Interpretive Summary: Until now, rotation crops have not been shown to have any effect on Rhizoctonia bare patch, because of the wide host range of the pathogen, Rhizoctonia solani AG-8. However, after 6 years of continuous spring cereal production in a direct-seed experiment near Ritzville, we have observed that wheat following barley has less disease and greater yield than continuous wheat, even though barley is a host for this pathogen. The mechanisms behind this disease suppression are unknown.

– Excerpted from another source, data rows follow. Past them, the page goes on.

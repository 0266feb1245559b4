use payload_reconstruction::ReconstructionError;
use replica_client::ReplicaClientError;
use thiserror::Error;

/// Failure of a fetch pipeline, by the phase that failed.
#[derive(Error, Debug)]
pub enum FetchPipelineError {
    #[error("Replica client configuration error: {0}")]
    ClientError(ReplicaClientError),

    #[error("Record enumeration failed: {0}")]
    EnumerationError(ReplicaClientError),

    #[error("Reconstruction failed: {0}")]
    ReconstructionError(#[from] ReconstructionError),

    #[error("Parameter error: {0}")]
    ParameterError(String),

    #[error("Subtask scheduling error: {0}")]
    JoinError(#[from] tokio::task::JoinError),

    #[error("I/O error: {0}")]
    IOError(#[from] std::io::Error),
}

pub type Result<T> = std::result::Result<T, FetchPipelineError>;
use reqwest::StatusCode;
use thiserror::Error;

#[non_exhaustive]
#[derive(Error, Debug)]
pub enum ReplicaClientError {
    #[error("Transport error: {0}")]
    TransportError(#[from] reqwest_middleware::Error),

    #[error("Reqwest error: {0}")]
    ReqwestError(#[from] reqwest::Error),

    #[error("URL error: {0}")]
    UrlError(#[from] url::ParseError),

    #[error("Replica configuration error: {0}")]
    ConfigurationError(String),

    #[error("Invalid arguments: {0}")]
    InvalidArguments(String),

    #[error("Record {0} not found")]
    RecordNotFound(String),

    #[error("Replica returned record {received} when {requested} was requested")]
    RecordMismatch { requested: String, received: String },

    #[error("Internal error: {0}")]
    InternalError(String),
}

pub type Result<T> = std::result::Result<T, ReplicaClientError>;

impl ReplicaClientError {
    /// The HTTP status behind this error, if a replica answered at all.
    pub fn status(&self) -> Option<StatusCode> {
        match self {
            ReplicaClientError::TransportError(e) => e.status(),
            ReplicaClientError::ReqwestError(e) => e.status(),
            _ => None,
        }
    }
}
use std::sync::Arc;
use std::sync::atomic::{AtomicUsize, Ordering};
use std::time::Duration;

use chain_config::{ClientConfig, chain_config};
use chain_types::RawRecord;
use progress_tracking::ProgressPublisher;
use tokio::task::JoinSet;
use tracing::{debug, error, info, instrument};

use crate::Client;
use crate::error::{ReplicaClientError, Result};
use crate::retry_wrapper::RetryPolicy;

#[derive(Debug, Clone)]
pub struct FetchOptions {
    /// Upper bound on the number of records being fetched at once.
    pub concurrency: usize,
    pub retry_policy: RetryPolicy,
}

impl FetchOptions {
    pub fn from_config(config: &ClientConfig) -> Self {
        Self {
            concurrency: config.fetch_concurrency,
            retry_policy: RetryPolicy::from_config(config),
        }
    }

    pub fn with_concurrency(mut self, concurrency: usize) -> Self {
        self.concurrency = concurrency;
        self
    }

    pub fn with_retries(mut self, retries: usize) -> Self {
        self.retry_policy = RetryPolicy::new(retries, self.retry_policy.base_delay());
        self
    }

    pub fn with_base_delay(mut self, base_delay: Duration) -> Self {
        self.retry_policy = RetryPolicy::new(self.retry_policy.max_retries(), base_delay);
        self
    }

    pub fn with_retry_policy(mut self, policy: RetryPolicy) -> Self {
        self.retry_policy = policy;
        self
    }
}

impl Default for FetchOptions {
    fn default() -> Self {
        Self::from_config(&chain_config().client)
    }
}

/// The result of fetching one hash. Exactly one of `record` and `error` is set.
#[derive(Debug)]
pub struct FetchOutcome {
    pub hash: String,
    pub record: Option<RawRecord>,
    pub error: Option<ReplicaClientError>,
}

impl FetchOutcome {
    fn new(hash: String, result: Result<RawRecord>) -> Self {
        match result {
            Ok(record) => Self {
                hash,
                record: Some(record),
                error: None,
            },
            Err(e) => Self {
                hash,
                record: None,
                error: Some(e),
            },
        }
    }

    pub fn is_ok(&self) -> bool {
        self.record.is_some()
    }

    pub fn into_result(self) -> Result<RawRecord> {
        match (self.record, self.error) {
            (Some(record), _) => Ok(record),
            (None, Some(e)) => Err(e),
            (None, None) => Err(ReplicaClientError::InternalError(format!("no result for {}", self.hash))),
        }
    }
}

/// Fetches full record bodies across the replica pool.
///
/// A fixed pool of `min(concurrency, hashes)` workers claims input positions from a shared atomic cursor,
/// so each position is fetched by exactly one worker.  Worker `w` starts every fetch at replica `w` and
/// moves one replica further on each retry.  A hash that still fails after its retries is reported in its
/// own slot; the rest of the batch is unaffected.
///
/// Dropping the future returned by [`BulkFetcher::fetch_all`] aborts the workers and their in-flight
/// requests.
pub struct BulkFetcher {
    client: Arc<dyn Client>,
    progress: Arc<ProgressPublisher>,
}

impl BulkFetcher {
    pub fn new(client: Arc<dyn Client>, progress: Arc<ProgressPublisher>) -> Self {
        Self { client, progress }
    }

    /// One outcome per input hash, in input order.
    #[instrument(skip_all, name = "BulkFetcher::fetch_all", fields(count = hashes.len()))]
    pub async fn fetch_all(&self, hashes: &[String], options: &FetchOptions) -> Vec<FetchOutcome> {
        let total = hashes.len();
        self.progress.begin_details(total as u64, format!("Fetching {total} records"));

        if total == 0 {
            return Vec::new();
        }

        let worker_count = options.concurrency.clamp(1, total);
        let hashes = Arc::new(hashes.to_vec());
        let cursor = Arc::new(AtomicUsize::new(0));

        info!(
            total,
            workers = worker_count,
            replicas = self.client.replica_count(),
            retries = options.retry_policy.max_retries(),
            "Starting bulk fetch"
        );

        let mut join_set = JoinSet::new();
        for worker_id in 0..worker_count {
            let client = self.client.clone();
            let progress = self.progress.clone();
            let hashes = hashes.clone();
            let cursor = cursor.clone();
            let policy = options.retry_policy.clone();

            join_set.spawn(async move {
                let mut done = Vec::new();
                loop {
                    let index = cursor.fetch_add(1, Ordering::Relaxed);
                    let Some(hash) = hashes.get(index) else {
                        break;
                    };

                    let result = client.get_record(hash, worker_id, &policy).await;
                    if let Err(e) = &result {
                        info!(hash, worker_id, "Giving up on record: {e}");
                    }

                    let snapshot = progress.record_fetched();
                    debug!(fetched = snapshot.current_step, total = snapshot.total_steps, "Record fetch finished");

                    done.push((index, result));
                }
                done
            });
        }

        let mut slots: Vec<Option<Result<RawRecord>>> = (0..total).map(|_| None).collect();
        while let Some(joined) = join_set.join_next().await {
            match joined {
                Ok(done) => {
                    for (index, result) in done {
                        slots[index] = Some(result);
                    }
                },
                Err(e) => error!("Fetch worker failed: {e}"),
            }
        }

        let outcomes: Vec<FetchOutcome> = hashes
            .iter()
            .zip(slots)
            .map(|(hash, slot)| {
                let result = slot.unwrap_or_else(|| {
                    // Claimed by a worker that died before reporting.
                    self.progress.record_fetched();
                    Err(ReplicaClientError::InternalError(format!("fetch worker for {hash} did not finish")))
                });
                FetchOutcome::new(hash.clone(), result)
            })
            .collect();

        let failed = outcomes.iter().filter(|o| !o.is_ok()).count();
        info!(total, failed, "Bulk fetch complete");

        outcomes
    }
}
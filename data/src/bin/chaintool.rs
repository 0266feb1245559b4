use std::path::PathBuf;

use anyhow::Result;
use chain_config::chain_config;
use chain_types::RecordOrder;
use clap::{Args, Parser, Subcommand};
use data::{PayloadFetcher, PipelineOptions, logging, write_payload};
use replica_client::IndexFilter;
use serde_json::json;

#[derive(Parser)]
#[clap(version, about = "Fetch and reassemble payloads stored across chain records")]
struct ChainCommand {
    #[clap(flatten)]
    overrides: CliOverrides,

    #[clap(subcommand)]
    command: Command,
}

#[derive(Args)]
struct CliOverrides {
    /// Base URL of a replica. Repeat for every replica in the pool.
    #[clap(long = "replica", required = true)]
    replicas: Vec<String>,
    /// Record type filter codes, comma separated.
    #[clap(long, value_delimiter = ',')]
    types: Option<Vec<u16>>,
    /// Index page size, 10 to 100.
    #[clap(long)]
    page_size: Option<usize>,
    /// Index order, "asc" or "desc".
    #[clap(long)]
    order: Option<RecordOrder>,
    /// Position of the replica the record index is paged from.
    #[clap(long)]
    index_replica: Option<usize>,
}

#[derive(Subcommand)]
enum Command {
    /// Lists the records stored under an address.
    List(ListArg),
    /// Fetches and reassembles the payload stored under an address.
    Fetch(FetchArg),
}

#[derive(Args)]
struct ListArg {
    /// Address whose records are listed.
    address: String,
    /// List the records sent to the address instead, including inner entries of aggregates.
    #[clap(long)]
    recipient: bool,
}

#[derive(Args)]
struct FetchArg {
    /// Address whose payload is fetched.
    address: String,
    /// Where to write the payload.
    #[clap(short, long)]
    output: PathBuf,
    /// Number of records fetched at once.
    #[clap(short, long)]
    concurrency: Option<usize>,
    /// Retries per record after the first attempt.
    #[clap(short, long)]
    retries: Option<usize>,
    /// Base backoff delay in milliseconds.
    #[clap(long)]
    base_delay_ms: Option<u64>,
    /// Skip the sequence gap report.
    #[clap(long)]
    no_gaps: bool,
    /// Write only the base64 body of a data URL payload.
    #[clap(long)]
    data_url_body: bool,
    /// Log every reassembled group.
    #[clap(long)]
    debug: bool,
}

impl ChainCommand {
    async fn run(self) -> Result<()> {
        let mut options = PipelineOptions::default();
        if let Some(types) = self.overrides.types {
            options.types = types;
        }
        if let Some(page_size) = self.overrides.page_size {
            options.page_size = page_size;
        }
        if let Some(order) = self.overrides.order {
            options.order = order;
        }
        if let Some(index_replica) = self.overrides.index_replica {
            options.index_replica = index_replica;
        }

        let fetcher = PayloadFetcher::from_endpoints(&self.overrides.replicas)?;
        self.command.run(fetcher, options).await
    }
}

impl Command {
    async fn run(self, fetcher: PayloadFetcher, mut options: PipelineOptions) -> Result<()> {
        match self {
            Command::List(arg) => {
                if arg.recipient {
                    options.filter = IndexFilter::Recipient;
                }
                let refs = fetcher.enumerate_aggregate_refs(&arg.address, &options).await?;
                eprintln!("Found {} records.", refs.len());
                println!("{}", serde_json::to_string_pretty(&refs)?);
                Ok(())
            },
            Command::Fetch(arg) => {
                if let Some(concurrency) = arg.concurrency {
                    options.concurrency = concurrency;
                }
                if let Some(retries) = arg.retries {
                    options.retries = retries;
                }
                if let Some(base_delay_ms) = arg.base_delay_ms {
                    options.base_delay_ms = base_delay_ms;
                }
                options.analyze_gaps = !arg.no_gaps;
                options.debug = arg.debug;

                let outcome = fetcher.download(&arg.address, &options).await?;
                let written = write_payload(&arg.output, &outcome.reconstruction, arg.data_url_body)?;
                eprintln!("Wrote {written} bytes to {}.", arg.output.display());

                let summary = json!({
                    "header": outcome.reconstruction.header,
                    "report": outcome.reconstruction.report,
                    "failed": outcome.failed,
                    "records": outcome.refs.len(),
                });
                println!("{}", serde_json::to_string_pretty(&summary)?);
                Ok(())
            },
        }
    }
}

#[tokio::main]
async fn main() -> Result<()> {
    logging::init_logging(&chain_config().log)?;
    let cli = ChainCommand::parse();
    cli.run().await
}
pub mod client;
pub mod enumeration;
pub mod log;
pub mod reconstruction;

Technical Abstract: The soil-borne fungus Rhizoctonia solani AG-8 is a major concern for farmers who practice direct seeding (i.e., no-till) in the inland Pacific Northwest, USA. Bare patches caused by rhizoctonia first appeared in 1999 during year 3 of a long-term direct-seed cropping systems experiment near Ritzville, Washington (290 mm annual precipitation). The extent and pattern of patches were mapped each year from 1999-2003 at the 8-ha study site with a backpack-mounted global positioning system equipped with mapping software. The average percentage area of bare patches ranged from 7.5% in 1999 to 11.7% in 2002. Comparison of patterns over years show that some patches increased in size, new patches formed, and some patches disappeared. Bare patches appeared each year in winter and spring wheat (Triticum aestivum L.), spring barley (Hordeum vulgare L.), yellow mustard (Brassica hirta), and safflower (Carthamus tinctorius L.). Crop rotation had no effect on the occurrence of bare patches caused by rhizoctonia during the first five years of the experiment, but continuous annual spring wheat had significantly greater area with bare patches compared to spring wheat following spring barley in a 2-yr rotation in 2002 and 2003. Research is underway or planned to determine why some bare patches disappear with time and on management practices to help alleviate the severity of the disease.